Shares fell 0.5% pre-market.
On the other hand, Chevron’s oil and gas production division’s net profit fell 25% due to price declines.
Brent crude, the global oil standard, averaged $82 per barrel in the first three months of the year, down 16% from a year earlier and 7% from the fourth quarter.
“Brent prices are high yet down a lot. “But you are still seeing mid-double-digit returns” for every dollar spent by the company, Chief Financial Officer Pierre Breber told Reuters.
The second-largest U.S. oil company closed the quarter with $15.8 billion in cash, down 12% from a year earlier but $10 billion beyond what it needs to run the business, Breber said.
In case of an economic slump or fresh consolidations, big oil firms are storing extra cash.
Breber stated, “The intent over time is that cash will be returned to shareholders in a steady way,” adding that Chevron will only explore deals that benefit shareholders.

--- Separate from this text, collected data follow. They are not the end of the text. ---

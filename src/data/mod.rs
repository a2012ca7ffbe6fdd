//! Embedded mission catalog.
//!
//! The dashboard ships with a fixed dataset of historical space missions
//! (1957-2022) compiled into the binary as JSON. The pipeline itself is
//! format-agnostic: any `Vec<Mission>` works, this module is just the
//! catalog the dashboard loads at startup.

use std::collections::HashSet;

use thiserror::Error;

use crate::models::Mission;

/// Raw catalog JSON, compiled into the binary.
const MISSIONS_JSON: &str = include_str!("missions.json");

/// Catalog load failure.
#[derive(Debug, Error)]
pub enum CatalogError {
    #[error("invalid mission catalog JSON: {0}")]
    Json(#[from] serde_json::Error),
    #[error("duplicate mission id '{0}' in catalog")]
    DuplicateId(String),
}

/// Parse and validate the embedded catalog.
///
/// Ids must be unique across the dataset; everything else is taken as-is
/// (malformed dates are tolerated and handled downstream, per the fail-soft
/// policy of the filter).
pub fn builtin_catalog() -> Result<Vec<Mission>, CatalogError> {
    parse_catalog(MISSIONS_JSON)
}

/// Parse a mission catalog from a JSON array.
pub fn parse_catalog(json: &str) -> Result<Vec<Mission>, CatalogError> {
    let missions: Vec<Mission> = serde_json::from_str(json)?;

    let mut seen = HashSet::new();
    for mission in &missions {
        if !seen.insert(mission.id.as_str()) {
            return Err(CatalogError::DuplicateId(mission.id.clone()));
        }
    }

    log::info!("loaded mission catalog: {} records", missions.len());
    Ok(missions)
}

/// Distinct countries in first-seen order, for the filter panel.
pub fn distinct_countries(missions: &[Mission]) -> Vec<String> {
    distinct_by(missions, |m| &m.country)
}

/// Distinct agencies in first-seen order.
pub fn distinct_agencies(missions: &[Mission]) -> Vec<String> {
    distinct_by(missions, |m| &m.agency)
}

/// Distinct purposes in first-seen order.
pub fn distinct_purposes(missions: &[Mission]) -> Vec<String> {
    distinct_by(missions, |m| &m.purpose)
}

fn distinct_by<F>(missions: &[Mission], key: F) -> Vec<String>
where
    F: Fn(&Mission) -> &str,
{
    let mut seen = HashSet::new();
    let mut values = Vec::new();
    for mission in missions {
        let value = key(mission);
        if seen.insert(value.to_string()) {
            values.push(value.to_string());
        }
    }
    values
}
//! Country leaderboard aggregation.

use std::collections::BTreeMap;

use crate::api::CountryStats;
use crate::models::{Mission, MissionStatus};

use super::percentage;

#[derive(Default)]
struct CountryAcc {
    total: usize,
    successful: usize,
    failed: usize,
    crewed: usize,
    total_cost: f64,
}

/// Aggregate the subset per country for the leaderboard.
///
/// `failed` counts every non-Success outcome, partial failures included.
/// The result is ordered by mission count descending, ties broken by
/// country name ascending so the ranking is deterministic.
pub fn compute_country_stats(missions: &[Mission]) -> Vec<CountryStats> {
    let mut by_country: BTreeMap<&str, CountryAcc> = BTreeMap::new();

    for mission in missions {
        let acc = by_country.entry(mission.country.as_str()).or_default();
        acc.total += 1;
        acc.total_cost += mission.cost;
        if mission.status == MissionStatus::Success {
            acc.successful += 1;
        } else {
            acc.failed += 1;
        }
        if mission.is_crewed() {
            acc.crewed += 1;
        }
    }

    let mut stats: Vec<CountryStats> = by_country
        .into_iter()
        .map(|(country, acc)| CountryStats {
            country: country.to_string(),
            total: acc.total,
            successful: acc.successful,
            failed: acc.failed,
            crewed: acc.crewed,
            total_cost: acc.total_cost,
            success_rate_percent: percentage(acc.successful, acc.total),
        })
        .collect();

    // BTreeMap iteration already yields names ascending, and the sort is
    // stable, so ordering by count descending keeps the name tiebreak.
    stats.sort_by(|a, b| b.total.cmp(&a.total));
    stats
}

He replied, “We are always looking,” when asked if Chevron was considering purchases. Since we don’t need a deal, we have a high bar.
Capital spending rose 55% to $3 billion, driven by U.S. projects.
Chevron is producing more in the US and less overseas. On contract expiration in Thailand and the sale of South Texas shale properties, total output dropped 3% to 2.98 million barrels of oil and gas per day.
The Permian, the largest US shale field, increased production by 4%. A Gulf of Mexico platform is also being launched by the corporation.